[Collected data]

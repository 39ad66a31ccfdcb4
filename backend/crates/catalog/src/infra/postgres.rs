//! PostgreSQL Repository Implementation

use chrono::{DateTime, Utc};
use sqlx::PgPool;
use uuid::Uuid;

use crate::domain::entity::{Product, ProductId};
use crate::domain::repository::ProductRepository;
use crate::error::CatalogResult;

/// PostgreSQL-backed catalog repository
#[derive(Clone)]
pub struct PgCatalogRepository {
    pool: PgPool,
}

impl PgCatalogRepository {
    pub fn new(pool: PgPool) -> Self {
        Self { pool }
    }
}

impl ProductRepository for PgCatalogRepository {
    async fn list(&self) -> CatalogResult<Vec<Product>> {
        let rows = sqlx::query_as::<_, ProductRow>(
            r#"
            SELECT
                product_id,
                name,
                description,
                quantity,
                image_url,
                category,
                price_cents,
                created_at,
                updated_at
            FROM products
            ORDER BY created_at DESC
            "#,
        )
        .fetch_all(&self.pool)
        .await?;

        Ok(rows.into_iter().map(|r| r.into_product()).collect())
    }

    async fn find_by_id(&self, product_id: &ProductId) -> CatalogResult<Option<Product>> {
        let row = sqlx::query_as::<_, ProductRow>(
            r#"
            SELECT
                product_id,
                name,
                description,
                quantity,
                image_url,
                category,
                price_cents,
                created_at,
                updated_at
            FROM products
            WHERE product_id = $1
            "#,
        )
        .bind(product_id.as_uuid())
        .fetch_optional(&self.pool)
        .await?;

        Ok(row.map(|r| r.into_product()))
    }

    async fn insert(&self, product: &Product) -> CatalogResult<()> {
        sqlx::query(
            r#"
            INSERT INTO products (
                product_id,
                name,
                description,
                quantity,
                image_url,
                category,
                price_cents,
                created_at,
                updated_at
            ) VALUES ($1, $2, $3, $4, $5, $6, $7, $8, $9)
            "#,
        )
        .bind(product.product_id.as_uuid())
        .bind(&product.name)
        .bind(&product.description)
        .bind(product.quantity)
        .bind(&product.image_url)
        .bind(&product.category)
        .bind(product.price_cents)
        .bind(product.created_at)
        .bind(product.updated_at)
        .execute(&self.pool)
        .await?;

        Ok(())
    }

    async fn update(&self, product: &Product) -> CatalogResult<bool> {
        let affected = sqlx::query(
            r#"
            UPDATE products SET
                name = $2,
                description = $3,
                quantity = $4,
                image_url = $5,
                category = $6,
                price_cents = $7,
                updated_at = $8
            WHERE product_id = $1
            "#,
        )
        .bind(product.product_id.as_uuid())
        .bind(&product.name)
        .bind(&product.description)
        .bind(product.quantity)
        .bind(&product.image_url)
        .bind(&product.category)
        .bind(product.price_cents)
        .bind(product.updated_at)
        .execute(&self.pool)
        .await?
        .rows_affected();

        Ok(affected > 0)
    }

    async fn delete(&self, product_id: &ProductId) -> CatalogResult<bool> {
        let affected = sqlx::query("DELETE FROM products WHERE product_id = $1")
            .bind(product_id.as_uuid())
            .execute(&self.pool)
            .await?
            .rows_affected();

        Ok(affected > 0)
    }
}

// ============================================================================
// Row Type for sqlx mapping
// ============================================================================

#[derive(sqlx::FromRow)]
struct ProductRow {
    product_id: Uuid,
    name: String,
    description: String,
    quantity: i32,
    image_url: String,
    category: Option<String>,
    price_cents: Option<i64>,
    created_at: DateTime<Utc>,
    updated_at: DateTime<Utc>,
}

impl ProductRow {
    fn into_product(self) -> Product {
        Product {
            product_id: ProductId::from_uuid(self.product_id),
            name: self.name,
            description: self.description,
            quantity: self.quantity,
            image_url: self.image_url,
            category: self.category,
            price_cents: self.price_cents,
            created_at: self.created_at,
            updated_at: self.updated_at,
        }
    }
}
==
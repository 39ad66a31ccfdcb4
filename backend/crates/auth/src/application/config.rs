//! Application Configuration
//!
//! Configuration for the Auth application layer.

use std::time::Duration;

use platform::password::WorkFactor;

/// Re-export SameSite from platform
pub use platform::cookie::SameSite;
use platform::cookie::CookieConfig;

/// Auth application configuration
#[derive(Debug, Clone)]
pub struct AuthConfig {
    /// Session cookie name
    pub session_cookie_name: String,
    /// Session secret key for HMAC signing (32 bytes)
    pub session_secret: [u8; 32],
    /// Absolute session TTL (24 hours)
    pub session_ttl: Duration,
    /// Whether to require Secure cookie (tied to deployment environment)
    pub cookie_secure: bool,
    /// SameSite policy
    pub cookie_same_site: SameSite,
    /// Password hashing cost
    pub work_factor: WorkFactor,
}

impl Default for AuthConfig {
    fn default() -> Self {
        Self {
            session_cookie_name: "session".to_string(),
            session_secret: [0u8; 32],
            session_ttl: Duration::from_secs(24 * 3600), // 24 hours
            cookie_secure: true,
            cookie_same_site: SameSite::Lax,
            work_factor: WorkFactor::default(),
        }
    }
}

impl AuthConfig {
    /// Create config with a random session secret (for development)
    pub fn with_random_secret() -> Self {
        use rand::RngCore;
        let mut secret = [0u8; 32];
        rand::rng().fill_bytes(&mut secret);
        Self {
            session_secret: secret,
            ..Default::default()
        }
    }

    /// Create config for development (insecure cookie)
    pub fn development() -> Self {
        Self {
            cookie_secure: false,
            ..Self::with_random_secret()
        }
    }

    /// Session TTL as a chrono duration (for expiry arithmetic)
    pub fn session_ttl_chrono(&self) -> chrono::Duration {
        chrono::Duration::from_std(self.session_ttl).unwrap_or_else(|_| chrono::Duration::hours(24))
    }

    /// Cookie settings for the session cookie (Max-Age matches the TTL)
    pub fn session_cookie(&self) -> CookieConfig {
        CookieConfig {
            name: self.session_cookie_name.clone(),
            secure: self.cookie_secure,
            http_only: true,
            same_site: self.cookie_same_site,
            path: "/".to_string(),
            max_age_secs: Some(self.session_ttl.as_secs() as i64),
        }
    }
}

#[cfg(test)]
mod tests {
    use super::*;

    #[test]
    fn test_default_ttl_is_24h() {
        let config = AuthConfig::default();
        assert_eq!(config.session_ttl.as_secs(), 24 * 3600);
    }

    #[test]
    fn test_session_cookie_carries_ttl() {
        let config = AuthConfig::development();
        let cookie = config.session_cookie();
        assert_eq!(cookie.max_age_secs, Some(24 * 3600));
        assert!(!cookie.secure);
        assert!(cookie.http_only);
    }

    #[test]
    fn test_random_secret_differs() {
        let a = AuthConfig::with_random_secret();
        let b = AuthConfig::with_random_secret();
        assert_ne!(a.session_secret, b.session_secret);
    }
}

[Task objective]
From the entries above, work out the number of lines containing the string "async" and give that number by itself.

[Result of the task]
5